//! Task supervision and process shutdown
//!
//! Starts one [`TaskWorker`] per configured task on a [`JoinSet`]. Workers
//! share nothing except the shutdown token. On shutdown the supervisor
//! gives them a grace period to return, then aborts whatever is left.

use std::sync::Arc;

use tokio::task::JoinSet;
use tokio_util::sync::CancellationToken;
use tracing::{Instrument, error, info, info_span, warn};

use crate::config::{AppConfig, ImapAccount, Settings};
use crate::counter::TicketCounter;
use crate::errors::{AppError, AppResult};
use crate::imap::ImapConnector;
use crate::mailbox::Connector;
use crate::models::{EditMode, TaskConfig};
use crate::relay::{Relay, SmtpRelay};
use crate::worker::TaskWorker;

pub struct TaskSupervisor {
    config: AppConfig,
    settings: Settings,
}

impl TaskSupervisor {
    pub fn new(config: AppConfig, settings: Settings) -> Self {
        Self { config, settings }
    }

    /// Run every startable task against the real IMAP and SMTP servers
    pub async fn run(self, shutdown: CancellationToken) -> AppResult<()> {
        let settings = self.settings.clone();
        self.run_with(shutdown, move |account: &ImapAccount| {
            ImapConnector::new(account.clone(), settings.clone())
        })
        .await
    }

    /// Run every startable task, opening sessions through `make_connector`
    ///
    /// # Errors
    ///
    /// `Config` when no task could be started. Rejected tasks are logged and
    /// the rest run.
    pub async fn run_with<K, F>(self, shutdown: CancellationToken, make_connector: F) -> AppResult<()>
    where
        K: Connector + 'static,
        F: Fn(&ImapAccount) -> K + Send,
    {
        let mut workers = JoinSet::new();
        for (name, task) in &self.config.tasks {
            match self.build_worker(task, &make_connector) {
                Ok(worker) => {
                    workers.spawn(
                        worker
                            .run(shutdown.clone())
                            .instrument(info_span!("task", task = %name)),
                    );
                }
                Err(e) => error!(task = %name, error = %e, "task not started"),
            }
        }
        if workers.is_empty() {
            return Err(AppError::config("no task could be started"));
        }
        info!(tasks = workers.len(), "all startable tasks running");

        shutdown.cancelled().await;
        info!(
            grace_secs = self.settings.shutdown_grace.as_secs(),
            "shutdown requested, waiting for workers"
        );
        let drained = tokio::time::timeout(self.settings.shutdown_grace, async {
            while let Some(joined) = workers.join_next().await {
                if let Err(e) = joined {
                    warn!(error = %e, "worker ended abnormally");
                }
            }
        })
        .await;
        if drained.is_err() {
            warn!(remaining = workers.len(), "grace period elapsed, aborting workers");
            workers.abort_all();
        }
        info!("supervisor stopped");
        Ok(())
    }

    fn build_worker<K, F>(&self, task: &TaskConfig, make_connector: &F) -> AppResult<TaskWorker<K>>
    where
        K: Connector,
        F: Fn(&ImapAccount) -> K,
    {
        let account = self.config.imap_account(&task.imap_account)?;
        let counter = match task.edit {
            EditMode::RtTag => {
                let counter = TicketCounter::new(&self.config.state_dir, &task.name);
                counter.current()?;
                Some(counter)
            }
            EditMode::UnSpam | EditMode::No => None,
        };
        let relay = match (&task.forward_to, &task.smtp_account) {
            (Some(_), Some(name)) => {
                let smtp = self.config.smtp_account(name)?;
                let relay: Arc<dyn Relay> =
                    Arc::new(SmtpRelay::new(smtp, self.settings.socket_timeout)?);
                Some(relay)
            }
            (Some(_), None) => {
                return Err(AppError::Config(format!(
                    "task '{}' forwards but has no smtpAccount",
                    task.name
                )));
            }
            (None, _) => None,
        };
        Ok(TaskWorker::new(
            task.clone(),
            make_connector(account),
            counter,
            relay,
            self.settings.clone(),
        ))
    }
}

/// Check the ticket counter of every `rt-tag` task
///
/// Returns the tasks that cannot start, with the reason.
pub fn check_tasks(config: &AppConfig) -> Vec<(String, AppError)> {
    config
        .tasks
        .values()
        .filter(|task| task.edit == EditMode::RtTag)
        .filter_map(|task| {
            TicketCounter::new(&config.state_dir, &task.name)
                .current()
                .err()
                .map(|e| (task.name.clone(), e))
        })
        .collect()
}

/// Cancel `token` on Ctrl-C or SIGTERM
pub fn cancel_on_signal(token: CancellationToken) {
    tokio::spawn(async move {
        wait_for_signal().await;
        info!("shutdown signal received");
        token.cancel();
    });
}

#[cfg(unix)]
async fn wait_for_signal() {
    use tokio::signal::unix::{SignalKind, signal};

    match signal(SignalKind::terminate()) {
        Ok(mut term) => {
            tokio::select! {
                _ = tokio::signal::ctrl_c() => {}
                _ = term.recv() => {}
            }
        }
        Err(e) => {
            warn!(error = %e, "cannot listen for SIGTERM, only Ctrl-C stops the agent");
            let _ = tokio::signal::ctrl_c().await;
        }
    }
}

#[cfg(not(unix))]
async fn wait_for_signal() {
    let _ = tokio::signal::ctrl_c().await;
}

--------------------------------------------------

ASSIGNMENT: Return every record above exactly as it appears.

EXPECTED ANSWER:
//! Task supervision and process shutdown
//!
//! Starts one [`TaskWorker`] per configured task on a [`JoinSet`]. Workers
//! share nothing except the shutdown token. On shutdown the supervisor
//! gives them a grace period to return, then aborts whatever is left.

use std::sync::Arc;

use tokio::task::JoinSet;
use tokio_util::sync::CancellationToken;
use tracing::{Instrument, error, info, info_span, warn};

use crate::config::{AppConfig, ImapAccount, Settings};
use crate::counter::TicketCounter;
use crate::errors::{AppError, AppResult};
use crate::imap::ImapConnector;
use crate::mailbox::Connector;
use crate::models::{EditMode, TaskConfig};
use crate::relay::{Relay, SmtpRelay};
use crate::worker::TaskWorker;

pub struct TaskSupervisor {
    config: AppConfig,
    settings: Settings,
}

impl TaskSupervisor {
    pub fn new(config: AppConfig, settings: Settings) -> Self {
        Self { config, settings }
    }

    /// Run every startable task against the real IMAP and SMTP servers
    pub async fn run(self, shutdown: CancellationToken) -> AppResult<()> {
        let settings = self.settings.clone();
        self.run_with(shutdown, move |account: &ImapAccount| {
            ImapConnector::new(account.clone(), settings.clone())
        })
        .await
    }

    /// Run every startable task, opening sessions through `make_connector`
    ///
    /// # Errors
    ///
    /// `Config` when no task could be started. Rejected tasks are logged and
    /// the rest run.
    pub async fn run_with<K, F>(self, shutdown: CancellationToken, make_connector: F) -> AppResult<()>
    where
        K: Connector + 'static,
        F: Fn(&ImapAccount) -> K + Send,
    {
        let mut workers = JoinSet::new();
        for (name, task) in &self.config.tasks {
            match self.build_worker(task, &make_connector) {
                Ok(worker) => {
                    workers.spawn(
                        worker
                            .run(shutdown.clone())
                            .instrument(info_span!("task", task = %name)),
                    );
                }
                Err(e) => error!(task = %name, error = %e, "task not started"),
            }
        }
        if workers.is_empty() {
            return Err(AppError::config("no task could be started"));
        }
        info!(tasks = workers.len(), "all startable tasks running");

        shutdown.cancelled().await;
        info!(
            grace_secs = self.settings.shutdown_grace.as_secs(),
            "shutdown requested, waiting for workers"
        );
        let drained = tokio::time::timeout(self.settings.shutdown_grace, async {
            while let Some(joined) = workers.join_next().await {
                if let Err(e) = joined {
                    warn!(error = %e, "worker ended abnormally");
                }
            }
        })
        .await;
        if drained.is_err() {
            warn!(remaining = workers.len(), "grace period elapsed, aborting workers");
            workers.abort_all();
        }
        info!("supervisor stopped");
        Ok(())
    }

    fn build_worker<K, F>(&self, task: &TaskConfig, make_connector: &F) -> AppResult<TaskWorker<K>>
    where
        K: Connector,
        F: Fn(&ImapAccount) -> K,
    {
        let account = self.config.imap_account(&task.imap_account)?;
        let counter = match task.edit {
            EditMode::RtTag => {
                let counter = TicketCounter::new(&self.config.state_dir, &task.name);
                counter.current()?;
                Some(counter)
            }
            EditMode::UnSpam | EditMode::No => None,
        };
        let relay = match (&task.forward_to, &task.smtp_account) {
            (Some(_), Some(name)) => {
                let smtp = self.config.smtp_account(name)?;
                let relay: Arc<dyn Relay> =
                    Arc::new(SmtpRelay::new(smtp, self.settings.socket_timeout)?);
                Some(relay)
            }
            (Some(_), None) => {
                return Err(AppError::Config(format!(
                    "task '{}' forwards but has no smtpAccount",
                    task.name
                )));
            }
            (None, _) => None,
        };
        Ok(TaskWorker::new(
            task.clone(),
            make_connector(account),
            counter,
            relay,
            self.settings.clone(),
        ))
    }
}

/// Check the ticket counter of every `rt-tag` task
///
/// Returns the tasks that cannot start, with the reason.
pub fn check_tasks(config: &AppConfig) -> Vec<(String, AppError)> {
    config
        .tasks
        .values()
        .filter(|task| task.edit == EditMode::RtTag)
        .filter_map(|task| {
            TicketCounter::new(&config.state_dir, &task.name)
                .current()
                .err()
                .map(|e| (task.name.clone(), e))
        })
        .collect()
}

/// Cancel `token` on Ctrl-C or SIGTERM
pub fn cancel_on_signal(token: CancellationToken) {
    tokio::spawn(async move {
        wait_for_signal().await;
        info!("shutdown signal received");
        token.cancel();
    });
}

#[cfg(unix)]
async fn wait_for_signal() {
    use tokio::signal::unix::{SignalKind, signal};

    match signal(SignalKind::terminate()) {
        Ok(mut term) => {
            tokio::select! {
                _ = tokio::signal::ctrl_c() => {}
                _ = term.recv() => {}
            }
        }
        Err(e) => {
            warn!(error = %e, "cannot listen for SIGTERM, only Ctrl-C stops the agent");
            let _ = tokio::signal::ctrl_c().await;
        }
    }
}

#[cfg(not(unix))]
async fn wait_for_signal() {
    let _ = tokio::signal::ctrl_c().await;
}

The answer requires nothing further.